案件变的越发扑朔迷离起来“只能等潘小黎的父亲来了。”
“不过,傅松年,你说,会不会是这样的。那个凶手,其实早就潜伏在客房内,当时他把潘小杰杀了,然后丢出了窗外。”
厉哲的推理也是行的通的。
“下面有人接应,当时他就躲在房内,等有人进去时,偷偷溜出来,躲过监控死角。”
一想到这里,厉哲浑身鸡皮疙瘩都起了。
正当厉哲坐在凳子边准备提起警裤时,嘭的一声,从他的身侧纵身跃下一个男人。
此时他嘴角上扬,站在地上,眯着眼睛,双手在墙上上使劲地扒拉着。
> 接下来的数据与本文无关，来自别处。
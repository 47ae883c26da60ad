//! 日志工具模块
//!
//! 日志只写 stderr，stdout 留给 JSON 响应

use tracing::info;
use tracing_subscriber::EnvFilter;

use crate::config::Config;
use crate::models::ReportKind;
use crate::orchestrator::{Response, Resultado};

/// 初始化 tracing 订阅器
///
/// `RUST_LOG` 优先；未设置时默认 info，`verbose` 为 true 时为 debug
pub fn init(verbose: bool) {
    let default_level = if verbose { "debug" } else { "info" };
    let filter =
        EnvFilter::try_from_default_env().unwrap_or_else(|_| EnvFilter::new(default_level));
    let _ = tracing_subscriber::fmt()
        .with_env_filter(filter)
        .with_writer(std::io::stderr)
        .with_target(false)
        .try_init();
}

/// 记录运行开始信息
pub fn log_run_start(kind: ReportKind, config: &Config) {
    info!("{}", "=".repeat(60));
    info!("🚀 报表抓取启动 - {}", kind.name());
    info!("🌐 门户: {}", config.portal_base_url);
    info!("🖥️ 浏览器模式: {:?}", config.browser_mode);
    info!(
        "开始时间: {}",
        chrono::Local::now().format("%Y-%m-%d %H:%M:%S")
    );
    info!("{}", "=".repeat(60));
}

/// 记录运行结束信息
pub fn log_run_complete(response: &Response) {
    info!("\n{}", "─".repeat(60));
    match &response.resultado {
        Resultado::Extracted(result) => {
            info!("✅ 完成: {} 条执行日志", result.log.len());
            if let Some(last) = result.log.last() {
                info!("最后一步: {}", truncate_text(last, 80));
            }
        }
        Resultado::Rejected { logs } => {
            info!("⚠️ 门户拒绝了过滤条件: {} 条执行日志", logs.len());
        }
        Resultado::Fatal(message) => {
            info!("❌ 致命错误: {}", truncate_text(message, 120));
        }
    }
    info!(
        "完成时间: {} (status {})",
        chrono::Local::now().format("%Y-%m-%d %H:%M:%S"),
        response.status
    );
    info!("{}", "─".repeat(60));
}

/// 截断长文本用于日志显示
pub fn truncate_text(text: &str, max_len: usize) -> String {
    if text.chars().count() > max_len {
        text.chars().take(max_len).collect::<String>() + "..."
    } else {
        text.to_string()
    }
}

#[cfg(test)]
mod tests {
    use super::*;

    #[test]
    fn truncate_counts_characters_not_bytes() {
        assert_eq!(truncate_text("Relatório", 5), "Relat...");
        assert_eq!(truncate_text("Turmas", 10), "Turmas");
    }
}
只见他把那副厚重的眼镜往鼻梁上一卡,一脸兴奋地拿着警服。
他叫韩渭云,据说是傅松年的二师傅,虽然他的年纪在科室里不算是最大,但长得比较着急,熟悉他的人都喜欢喊他“老韩”。
他在科室负责检验,他对工作的那种态度用一个“痴”字就能全部概括。
他慌张地扣完最后一个扣子,傅松年面无表情的站在了男人身边的门口,傅松年看了看表,冷冷地说道:“给你三分钟!”
说完便推门出去发动汽车。
两分钟后,厉哲垂头丧气地提着痕迹检验箱,傅松年左手紧握一包刑事照相器材。男人双手抓着两个生物提取箱,我们几个以最快的速度钻进了一辆印有“犯罪现场勘查”字样的警车之中。
“什么情况?”韩渭云躺在车的排座座位上,打着哈欠问道。
“碎尸。”傅松年一边打着方向盘,一边从口中极为迅速地蹦出两个字。
“咳咳咳。”韩渭云听到这两个字,着实被吓得不轻。
“啥?碎尸?”韩渭云扒着傅松年驾驶位的后座,把头伸了过去,等待他的确认。
“怎么,有问题?”傅松年头一转对着韩渭云说道。
韩渭云扭头看了看坐在他旁边位置上呼呼大睡的郝川,又望了望眼睛微闭的厉哲,最终还是带着忐忑不安的心情重新坐在了座位上。
“是福不是祸,是祸躲不过。”
叹了一声,双手交叉放于胸前,往靠背上一倚,眼睛一闭,干脆随他去。
傅松年驾驶勘查车一路狂飙
也不知过了多久,厉哲被这突如其来的一句话给惊醒了。
厉哲微微睁开双眼看着窗外飞逝的路景:“怎么还没到?”
“马上到。”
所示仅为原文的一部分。